At this stage of development juveniles have sufficient maturity of many body systems, such as the dental, locomotors, and cognitive systems, to allow for self-feeding capability. Much important learning of economic and social skills takes place during this stage. Juvenility ends with puberty, which is an event of short duration (days or a few weeks) that takes place in the brain, within or near the hypothalamic-pituitary axis, and results in a reactivation within the central nervous system of sexual development. This includes a dramatic increase in secretion of sex hormones, which is one marker of the onset of adolescence (Bogin, 2010).

The adolescent life history stage of growth, development, and maturation lasts 5–10 years after the onset of puberty: Other notable features of adolescence include a growth spurt in height and weight, the completion of permanent tooth eruption, development of secondary sexual characteristics (fat and muscle typical of each sex), and the intensification of interest in and practice of adult social, economic, and sexual activities leading to socio sexual maturation. Adolescence ends with the cessation of skeletal growth in length (the closing of the epiphyses of the long bones), the completion of dental development (eruption of the third molar, if it is present), and sexual maturation (measured for women as the age at first reproduction). On a worldwide basis, including living and historical societies, the age of onset of adulthood averages 19 years for women and21–25 years for men (Bogin, 2001).

3.4 ADOLESCENCE

Human adolescence begins with puberty, it is a stage of life cycle where social and sexual maturation takes place. This stage also includes development of secondary sexual characteristics such as development of the external genitalia, sexual dimorphism in body size and composition and the onset of greater interest and practice of adult patterns of socio-sexual and economic behaviour.

The adolescence phase in primates is different from human adolescence by two ways: Firstly the length of time between age at puberty and age at first birth. Humans take, on an average, at least 10 years for this transition. (Bogin, 1999; Bogin, 2001; Walker, Gurven, Hill, Migliano, Chagnon and DeSouza,2006).With reference to studies done worldwide , the average age for the first external manifestations of puberty for healthy girls is 9 years and first birth is at 19 years. Similarly, boys show external signs of puberty, on an average at 11 years and fatherhood at 21- 25 years. The point to make here is that monkeys and apes take less than 3 years to make the transition from puberty to parenthood.(Cameron and Bogin)

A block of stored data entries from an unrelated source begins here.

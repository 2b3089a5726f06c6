//! Error type for a report run

use thiserror::Error;

use imsight_io::IoError;
use imsight_plot::PlotError;
use imsight_stats::StatsError;

use crate::config::ConfigError;

/// Anything that ends a run early
#[derive(Debug, Error)]
pub enum ReportError {
    /// The dataset could not be loaded; nothing else ran
    #[error("Could not load dataset: {0}")]
    Load(#[from] IoError),

    #[error(transparent)]
    Config(#[from] ConfigError),

    #[error("Analysis failed: {0}")]
    Stats(#[from] StatsError),

    #[error("Plotting failed: {0}")]
    Plot(#[from] PlotError),

    #[error("Cannot encode report: {0}")]
    Json(#[from] serde_json::Error),

    #[error("I/O error: {0}")]
    Io(#[from] std::io::Error),
}

impl ReportError {
    /// True when the failure happened while loading the dataset
    pub fn is_load_failure(&self) -> bool {
        matches!(self, ReportError::Load(_))
    }
}

/// Result type for report runs
pub type ReportResult<T> = Result<T, ReportError>;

The second human difference is that during this life stage, both boys and girls experience a rapid acceleration in the growth velocity of skeletal tissues i.e. the adolescent growth spurt. The magnitude of this acceleration in growth was calculated for a sample of healthy Swiss boys and girls measured annually between the ages of 4 and 18 years. At the peak of their adolescent growth spurt, the average velocity of growth in height was 9.0cm/year (3.5 inches/ year) for boys and 7.1 cm/year(2.8 inches/year) for girls. (Largo, Gasser, Prodder, Stutzle, W Huber, 1978). Similar average values are found for adolescents in all human populations. No other primate species, not even chimpanzees, exhibit this pattern of skeletal growth.

3.5 ADULTHOOD

This stage begins with the completion of the growth spurt, the attainment of adult stature and fullreproductive maturity i.e. physical and psychosocial maturity.(Bogin,1988,1993, 1994a). Height growth stops when the long bones of the skeleton and the vertebral bodies of the backbone lose their ability to increase in length. Usually this occurs when the epiphysis, the growing end of the bone, fuses with the diaphysis, the shaft of the bone. The fusion of epiphysis and diaphysis is stimulated by gonadal hormones, the androgens and estrogens. These are also the hormones that promote reproductive maturation of the body and the brain.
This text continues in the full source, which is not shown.